Any fraud, whether or not material, that involves management or other employees who have a 
significant role in the registrant’s internal control over financial reporting. 
Date: February 26, 2025 
 
/s/ Maura Topper
Maura Topper 
Chief Financial Officer 
CrossAmerica GP LLC 
(as General Partner of CrossAmerica Partners LP)

Exhibit 32.1 
 
CERTIFICATION PURSUANT TO 
18 U.S.C. SECTION 1350, 
AS ADOPTED PURSUANT TO 
SECTION 906 OF THE SARBANES-OXLEY ACT OF 2002 
In connection with this Annual Report on Form 10-K of CrossAmerica Partners LP (the “Partnership”) for the year 
ended December 31, 2024, as filed with the Securities and Exchange Commission on the date hereof (the “Report”), 
I, Charles M. Nifong, Jr., President and Chief Executive Officer of CrossAmerica GP LLC, the General Partner of the 
Partnership, certify, pursuant to 18 U.S.C. § 1350, as adopted pursuant to § 906 of the Sarbanes-Oxley Act of 2002 
that, to my knowledge: 
(1) 
The Report fully complies with the requirements of Section 13(a) or 15(d) of the Securities Exchange 
Act of 1934, as amended; and 
(2) 
The information contained in the Report fairly presents, in all material respects, the financial condition 
and results of operations of the Partnership. 
Date: February 26, 2025 
 
/s/ Charles M. Nifong, Jr.
Charles M. Nifong, Jr.
President and Chief Executive Officer
CrossAmerica GP LLC
(as General Partner of CrossAmerica Partners LP)
 
This certification accompanies the Report pursuant to Section 906 of the Sarbanes-Oxley Act of 2002 and shall not, 
except to the extent required by the Sarbanes-Oxley Act of 2002, be deemed filed by the Company for purposes of 
§18 of the Securities Exchange Act of 1964, as amended. 

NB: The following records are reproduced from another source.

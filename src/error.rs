use std::io;
use std::path::{Path, PathBuf};
use thiserror::Error;

pub type Result<T, E = Error> = std::result::Result<T, E>;

#[derive(Debug, Error)]
pub enum Error {
    #[error("No such version: {0}")]
    VersionNotFound(String),

    #[error("Download integrity check failed for {name}: expected {expected}, got {actual}")]
    DownloadIntegrity {
        name: String,
        expected: String,
        actual: String,
    },

    #[error("{program} exited with {status}")]
    InstallerFailed { program: String, status: String },

    #[error("{0} is already installed.")]
    AlreadyInstalled(String),

    #[error("{0} is not installed.")]
    NotInstalled(String),

    #[error("No active versions.")]
    NoActiveVersions,

    #[error("Invalid catalog entry {path}: {source}")]
    InvalidCatalogEntry {
        path: PathBuf,
        #[source]
        source: serde_json::Error,
    },

    #[error("Request to {url} failed: {source}")]
    Http {
        url: String,
        #[source]
        source: reqwest::Error,
    },

    #[error("{message}: {path}")]
    Io {
        message: String,
        path: PathBuf,
        #[source]
        source: io::Error,
    },
}

impl Error {
    /// Adapter for `map_err` that attaches a message and the offending path.
    pub fn io(message: impl Into<String>, path: &Path) -> impl FnOnce(io::Error) -> Error {
        let message = message.into();
        let path = path.to_path_buf();
        move |source| Error::Io {
            message,
            path,
            source,
        }
    }

    pub fn http(url: &str) -> impl FnOnce(reqwest::Error) -> Error {
        let url = url.to_string();
        move |source| Error::Http { url, source }
    }
}
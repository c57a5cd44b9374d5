//! Shim publishing.
//!
//! A shim is a copy of the shared dispatcher binary plus a `<command>.shim`
//! sidecar holding the absolute path the dispatcher should re-execute.

use crate::error::{Error, Result};
use std::fs;
use std::io::{self, Write};
use std::path::{Path, PathBuf};
use tempfile::NamedTempFile;

#[derive(Debug, Clone, Copy, Default, PartialEq, Eq)]
pub struct PublishOptions {
    pub overwrite: bool,
    pub quiet: bool,
}

/// `python3.exe` -> `python3.shim`; `python3.6` -> `python3.6.shim`.
pub fn sidecar_path(command: &Path) -> PathBuf {
    let name = command
        .file_name()
        .map(|n| n.to_string_lossy().to_string())
        .unwrap_or_default();
    let suffix = std::env::consts::EXE_SUFFIX;
    let stem = if suffix.is_empty() {
        name.as_str()
    } else {
        name.strip_suffix(suffix).unwrap_or(&name)
    };
    command.with_file_name(format!("{}.shim", stem))
}

pub struct ShimPublisher {
    dispatcher: PathBuf,
}

impl ShimPublisher {
    pub fn new(dispatcher: &Path) -> Self {
        Self {
            dispatcher: dispatcher.to_path_buf(),
        }
    }

    /// Publishes `command` as a dispatcher resolving to `target`.
    ///
    /// Returns `false` when the command exists and `overwrite` is off.
    pub fn publish_command(&self, target: &Path, command: &Path, options: PublishOptions) -> Result<bool> {
        if !options.overwrite && command.exists() {
            tracing::trace!("Skipping existing command {}", command.display());
            return Ok(false);
        }
        announce(command, options);

        let dir = parent_dir(command);
        let resolved = resolve_target(target);

        let mut sidecar =
            NamedTempFile::new_in(dir).map_err(Error::io("Failed to stage shim", dir))?;
        sidecar
            .write_all(resolved.to_string_lossy().as_bytes())
            .map_err(Error::io("Failed to write shim", sidecar.path()))?;

        let dispatcher =
            NamedTempFile::new_in(dir).map_err(Error::io("Failed to stage shim", dir))?;
        fs::copy(&self.dispatcher, dispatcher.path())
            .map_err(Error::io("Failed to copy dispatcher", &self.dispatcher))?;

        // Both halves are fully written before either becomes visible
        let sidecar_target = sidecar_path(command);
        sidecar
            .persist(&sidecar_target)
            .map_err(|e| Error::io("Failed to publish shim", &sidecar_target)(e.error))?;
        dispatcher
            .persist(command)
            .map_err(|e| Error::io("Failed to publish command", command)(e.error))?;

        tracing::debug!("Published {} -> {}", command.display(), resolved.display());
        Ok(true)
    }
}

/// Copies `source` to `command` directly, without a sidecar.
pub fn publish_file(source: &Path, command: &Path, options: PublishOptions) -> Result<bool> {
    if !options.overwrite && command.exists() {
        tracing::trace!("Skipping existing command {}", command.display());
        return Ok(false);
    }
    announce(command, options);

    fs::copy(source, command).map_err(Error::io(
        format!("Failed to copy {}", source.display()),
        command,
    ))?;
    tracing::debug!("Copied {} -> {}", source.display(), command.display());
    Ok(true)
}

/// Removes `command` and its sidecar. Missing files are not an error.
///
/// Both removals are attempted even if the first one fails.
pub fn unpublish(command: &Path) -> Result<bool> {
    let removed_command = remove_if_present(command);
    let removed_sidecar = remove_if_present(&sidecar_path(command));
    Ok(removed_command? | removed_sidecar?)
}

fn remove_if_present(path: &Path) -> Result<bool> {
    match fs::remove_file(path) {
        Ok(()) => Ok(true),
        Err(e) if e.kind() == io::ErrorKind::NotFound => Ok(false),
        Err(e) => Err(Error::io("Failed to remove", path)(e)),
    }
}

fn announce(command: &Path, options: PublishOptions) {
    if !options.quiet {
        if let Some(name) = command.file_name() {
            println!("  {}", name.to_string_lossy());
        }
    }
}

fn parent_dir(path: &Path) -> &Path {
    match path.parent() {
        Some(parent) if !parent.as_os_str().is_empty() => parent,
        _ => Path::new("."),
    }
}

/// Absolute form of `target` without resolving links, so Windows paths keep
/// their drive-letter form instead of the `\\?\` verbatim prefix.
fn resolve_target(target: &Path) -> PathBuf {
    std::path::absolute(target).unwrap_or_else(|_| target.to_path_buf())
}
use std::process::Command;

/// First line of `git <args>`, if git ran and printed something.
fn git(args: &[&str]) -> Option<String> {
    let output = Command::new("git").args(args).output().ok()?;
    if !output.status.success() {
        return None;
    }
    let stdout = String::from_utf8(output.stdout).ok()?;
    stdout
        .lines()
        .next()
        .map(|line| line.trim().to_string())
        .filter(|line| !line.is_empty())
}

fn main() {
    let commit = git(&["rev-parse", "--short", "HEAD"]).unwrap_or_else(|| "unknown".into());
    let branch = git(&["branch", "--show-current"]).unwrap_or_else(|| "detached".into());

    println!("cargo:rustc-env=PYTHONUP_GIT_COMMIT={}", commit);
    println!("cargo:rustc-env=PYTHONUP_GIT_BRANCH={}", branch);

    // Only tagged checkouts report a bare release version
    if let Some(tag) = git(&["tag", "--points-at", "HEAD"]) {
        println!("cargo:rustc-env=PYTHONUP_GIT_TAG={}", tag);
    }

    for watched in [".git/HEAD", ".git/refs/"] {
        println!("cargo:rerun-if-changed={}", watched);
    }
}
mod activation;
mod catalog;
mod cli;
mod config;
mod download;
mod error;
mod installer;
mod link;
mod locator;
mod platform;
mod shim;
mod types;

#[cfg(test)]
mod tests;

use activation::{activate, load_active_names, update_active_versions};
use anyhow::{anyhow, Context, Result};
use catalog::Catalog;
use clap::Parser;
use cli::{Cli, Commands, ConfigAction};
use config::{
    apply_setting, get_setting, load_settings, normalize_key, reset_setting, save_settings,
    Layout, SETTING_KEYS,
};
use console::style;
use download::DownloadArea;
use installer::SystemRunner;
use link::{link_commands, unlink_commands};
use locator::{Installation, InstallationQuery, LocalInstallations};
use platform::get_system_info;
use types::{HostInfo, Settings, VersionDescriptor};

#[tokio::main]
async fn main() -> Result<()> {
    let cli = Cli::parse();

    setup_logging(&cli)?;

    let mut settings = load_settings()?;
    let quiet = cli.quiet;

    match cli.command {
        Commands::Version => {
            let host = get_system_info(settings.force_32bit);
            println!("pythonup v{} ({})", env!("CARGO_PKG_VERSION"), host);
            return Ok(());
        }

        Commands::Config { action } => {
            handle_config(&mut settings, action)?;
            return Ok(());
        }

        command => {
            let layout = Layout::from_settings(&settings)?;
            let host = get_system_info(settings.force_32bit);
            tracing::debug!("Host: {}", host);
            let catalog = Catalog::load(&layout.catalog_dir).with_context(|| {
                format!("Could not load version catalog from {}", layout.catalog_dir.display())
            })?;
            run_command(command, &layout, &host, &catalog, quiet).await?;
        }
    }

    Ok(())
}

async fn run_command(
    command: Commands,
    layout: &Layout,
    host: &HostInfo,
    catalog: &Catalog,
    quiet: bool,
) -> Result<()> {
    let installations = LocalInstallations::new(catalog, &layout.install_root);

    match command {
        Commands::Install { version } => {
            let version = select_version(catalog, host, &version);
            check_installed(&installations, version, false);

            // Removed on every exit path of this arm
            let area = DownloadArea::new()?;
            let installer_path = area.download_installer(version, quiet).await?;

            println!("Installing {}...", version);
            let install_dir =
                installer::install(version, &SystemRunner, &installer_path, &layout.install_root)
                    .with_context(|| format!("Failed to install {}", version))?;
            println!("{} is installed successfully to {}", version, install_dir.display());

            link_commands(layout, version)?;
        }

        Commands::Uninstall { version } => {
            let version = select_version(catalog, host, &version);
            check_installed(&installations, version, true);

            let area = DownloadArea::new()?;
            let installer_path = area.download_installer(version, quiet).await?;

            println!("Uninstalling {}...", version);
            installer::uninstall(version, &SystemRunner, &installer_path)
                .with_context(|| format!("Failed to uninstall {}", version))?;

            unlink_commands(layout, version);
            update_active_versions(layout, catalog, &[version.name.as_str()], quiet)?;
            println!("{} is uninstalled successfully.", version);
        }

        Commands::Use { versions, reset } => {
            if reset {
                activate(layout, &[], true, quiet)?;
                println!("Not using any versions.");
            } else if versions.is_empty() {
                let active = load_active_names(&layout.active_versions_file)?;
                if active.is_empty() {
                    println!("Not using any versions.");
                } else {
                    println!("Using: {}", active.join(", "));
                }
            } else {
                let mut selected: Vec<&VersionDescriptor> = Vec::new();
                for name in &versions {
                    let version = select_version(catalog, host, name);
                    check_installed(&installations, version, true);
                    if !selected.iter().any(|v| v.name == version.name) {
                        selected.push(version);
                    }
                }
                activate(layout, &selected, false, quiet)?;
            }
        }

        Commands::Link { version } => {
            let version = select_version(catalog, host, &version);
            check_installed(&installations, version, true);
            link_commands(layout, version)?;
        }

        Commands::Unlink { version } => {
            let version = select_version(catalog, host, &version);
            if unlink_commands(layout, version) == 0 && !quiet {
                println!("Nothing to unlink for {}", version);
            }
        }

        Commands::List { all } => {
            list_versions(layout, host, catalog, &installations, all)?;
        }

        Commands::Where { version } => {
            let version = select_version(catalog, host, &version);
            check_installed(&installations, version, true);
            let installation = Installation::locate(version, &layout.install_root);
            println!("{}", installation.interpreter.display());
        }

        Commands::Version | Commands::Config { .. } => unreachable!("handled before layout setup"),
    }

    Ok(())
}

fn setup_logging(cli: &Cli) -> Result<()> {
    use tracing_subscriber::{fmt, EnvFilter};

    let level = if cli.quiet {
        "error"
    } else if cli.verbose == 0 {
        "warn"
    } else if cli.verbose == 1 {
        "info"
    } else {
        "debug"
    };

    let filter = EnvFilter::try_from_default_env().unwrap_or_else(|_| EnvFilter::new(level));

    fmt()
        .with_env_filter(filter)
        .with_writer(std::io::stderr)
        .with_target(false)
        .with_thread_ids(false)
        .with_thread_names(false)
        .init();

    Ok(())
}

/// Resolves `name` for this host, exiting with a message when it is unknown.
fn select_version<'a>(catalog: &'a Catalog, host: &HostInfo, name: &'a str) -> &'a VersionDescriptor {
    match catalog.resolve_for_host(name, host.can_execute_64bit) {
        Ok(resolved) => {
            if let Some(requested) = resolved.substituted_for {
                println!(
                    "Note: Selecting {} instead of {}",
                    resolved.descriptor.name, requested
                );
            }
            resolved.descriptor
        }
        Err(e) => {
            tracing::debug!("Resolution failed: {}", e);
            eprintln!("No such version: {}", name);
            std::process::exit(1);
        }
    }
}

fn check_installed(query: &dyn InstallationQuery, version: &VersionDescriptor, installed: bool) {
    if query.is_installed(&version.name) == installed {
        return;
    }
    if installed {
        eprintln!("{}", error::Error::NotInstalled(version.to_string()));
    } else {
        eprintln!("{}", error::Error::AlreadyInstalled(version.to_string()));
    }
    std::process::exit(1);
}

fn list_versions(
    layout: &Layout,
    host: &HostInfo,
    catalog: &Catalog,
    installations: &dyn InstallationQuery,
    all: bool,
) -> Result<()> {
    let active = load_active_names(&layout.active_versions_file)?;
    let installed = installations.installed_names();

    let mut shown = 0;
    for version in catalog.visible_versions(host.can_execute_64bit) {
        let is_installed = installed.contains(&version.name);
        if !all && !is_installed {
            continue;
        }
        let marker = if active.contains(&version.name) {
            style("*").green().bold().to_string()
        } else {
            " ".to_string()
        };
        let note = if all && is_installed {
            style(" (installed)").dim().to_string()
        } else {
            String::new()
        };
        println!("{} {}{}", marker, version.name, note);
        shown += 1;
    }

    if shown == 0 {
        if catalog.is_empty() {
            println!("  No versions in catalog {}", layout.catalog_dir.display());
        } else {
            println!("  No versions installed yet.");
        }
    }
    Ok(())
}

fn handle_config(settings: &mut Settings, action: ConfigAction) -> Result<()> {
    match action {
        ConfigAction::Get { key } => {
            if let Some(key) = key {
                match get_setting(settings, &key) {
                    Some(value) => println!("{}", value),
                    None => println!("Setting '{}' not found", normalize_key(&key)),
                }
            } else {
                println!("--- pythonup settings ---");
                for key in SETTING_KEYS {
                    let value = get_setting(settings, key).unwrap_or_default();
                    println!("  {}: {}", key, value);
                }
            }
        }
        ConfigAction::Set { args } => {
            let (key, value) = match args.as_slice() {
                [single] => single
                    .split_once('=')
                    .map(|(k, v)| (k.to_string(), v.to_string()))
                    .ok_or_else(|| anyhow!("Invalid format. Use 'key=value' or 'key value'."))?,
                [key, rest @ ..] => (key.clone(), rest.join(" ")),
                [] => return Err(anyhow!("Missing key and value")),
            };
            apply_setting(settings, &key, &value)?;
            save_settings(settings)?;
            tracing::info!("Setting '{}' updated to '{}'", normalize_key(&key), value);
        }
        ConfigAction::Unset { key } => {
            reset_setting(settings, &key)?;
            save_settings(settings)?;
            tracing::info!("Setting '{}' unset", normalize_key(&key));
        }
        ConfigAction::Show { format } => match format.as_str() {
            "json" => println!("{}", serde_json::to_string_pretty(settings)?),
            "yaml" => print!("{}", serde_yaml::to_string(settings)?),
            "plain" => {
                for key in SETTING_KEYS {
                    println!("{}={}", key, get_setting(settings, key).unwrap_or_default());
                }
            }
            other => return Err(anyhow!("Unknown format '{}'. Use json, yaml or plain.", other)),
        },
    }
    Ok(())
}
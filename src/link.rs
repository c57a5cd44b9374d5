//! Pinned commands: version-qualified names such as `python3.6` that stay
//! published regardless of which versions are active.

use crate::config::Layout;
use crate::error::{Error, Result};
use crate::locator::Installation;
use crate::platform::exe_name;
use crate::shim::{publish_file, unpublish, PublishOptions, ShimPublisher};
use crate::types::VersionDescriptor;
use std::fs;
use std::path::PathBuf;

const PINNED: PublishOptions = PublishOptions {
    overwrite: true,
    quiet: true,
};

fn command_path(layout: &Layout, name: &str) -> PathBuf {
    layout.commands_dir.join(exe_name(name))
}

pub fn link_commands(layout: &Layout, version: &VersionDescriptor) -> Result<()> {
    fs::create_dir_all(&layout.commands_dir).map_err(Error::io(
        "Failed to create commands directory",
        &layout.commands_dir,
    ))?;

    let installation = Installation::locate(version, &layout.install_root);
    let publisher = ShimPublisher::new(&layout.dispatcher);

    for name in version.interpreter_commands() {
        println!("Publishing {}", name);
        publisher.publish_command(&installation.interpreter, &command_path(layout, &name), PINNED)?;
    }

    for name in version.package_manager_commands() {
        if !installation.package_manager.is_file() {
            tracing::warn!(
                "Skipping {}: {} does not exist",
                name,
                installation.package_manager.display()
            );
            continue;
        }
        println!("Publishing {}", name);
        publish_file(&installation.package_manager, &command_path(layout, &name), PINNED)?;
    }
    Ok(())
}

/// Removes every pinned command of `version`. Failures are reported and
/// skipped; returns how many commands were actually removed.
pub fn unlink_commands(layout: &Layout, version: &VersionDescriptor) -> usize {
    let mut removed = 0;
    let names = version
        .interpreter_commands()
        .into_iter()
        .chain(version.package_manager_commands());

    for name in names {
        let path = command_path(layout, &name);
        match unpublish(&path) {
            Ok(true) => {
                println!("Unlinking {}", name);
                removed += 1;
            }
            Ok(false) => tracing::debug!("{} was not linked", path.display()),
            Err(e) => {
                eprintln!("Failed to remove {} ({})", path.display(), e);
                tracing::warn!("Failed to unlink {}: {}", name, e);
            }
        }
    }
    removed
}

A signed original of this written statement required by Section 906 has been provided to the Company and will be 
retained by the Company and furnished to the Securities and Exchange Commission or its staff upon request.

Exhibit 32.2 
 
CERTIFICATION PURSUANT TO 
18 U.S.C. SECTION 1350, 
AS ADOPTED PURSUANT TO 
SECTION 906 OF THE SARBANES-OXLEY ACT OF 2002 
In connection with this Annual Report on Form 10-K of CrossAmerica Partners LP (the “Partnership”) for the year 
ended December 31, 2024, as filed with the Securities and Exchange Commission on the date hereof (the “Report”), 
I, Maura Topper, Chief Financial Officer of CrossAmerica GP LLC, the General Partner of the Partnership, certify, 
pursuant to 18 U.S.C. § 1350, as adopted pursuant to § 906 of the Sarbanes-Oxley Act of 2002 that, to my knowledge: 
 
 
(1) 
The Report fully complies with the requirements of Section 13(a) or 15(d) of the Securities Exchange 
Act of 1934, as amended; and 
(2) 
The information contained in the Report fairly presents, in all material respects, the financial condition 
and results of operations of the Partnership. 
Date: February 26, 2025 
  
/s/ Maura Topper
Maura Topper 
Chief Financial Officer 
CrossAmerica GP LLC 
(as General Partner of CrossAmerica Partners LP)
 
This certification accompanies the Report pursuant to Section 906 of the Sarbanes-Oxley Act of 2002 and shall not, 
except to the extent required by the Sarbanes-Oxley Act of 2002, be deemed filed by the Company for purposes of 
§18 of the Securities Exchange Act of 1964, as amended. 
A signed original of this written statement required by Section 906 has been provided to the Company and will be 
retained by the Company and furnished to the Securities and Exchange Commission or its staff upon request.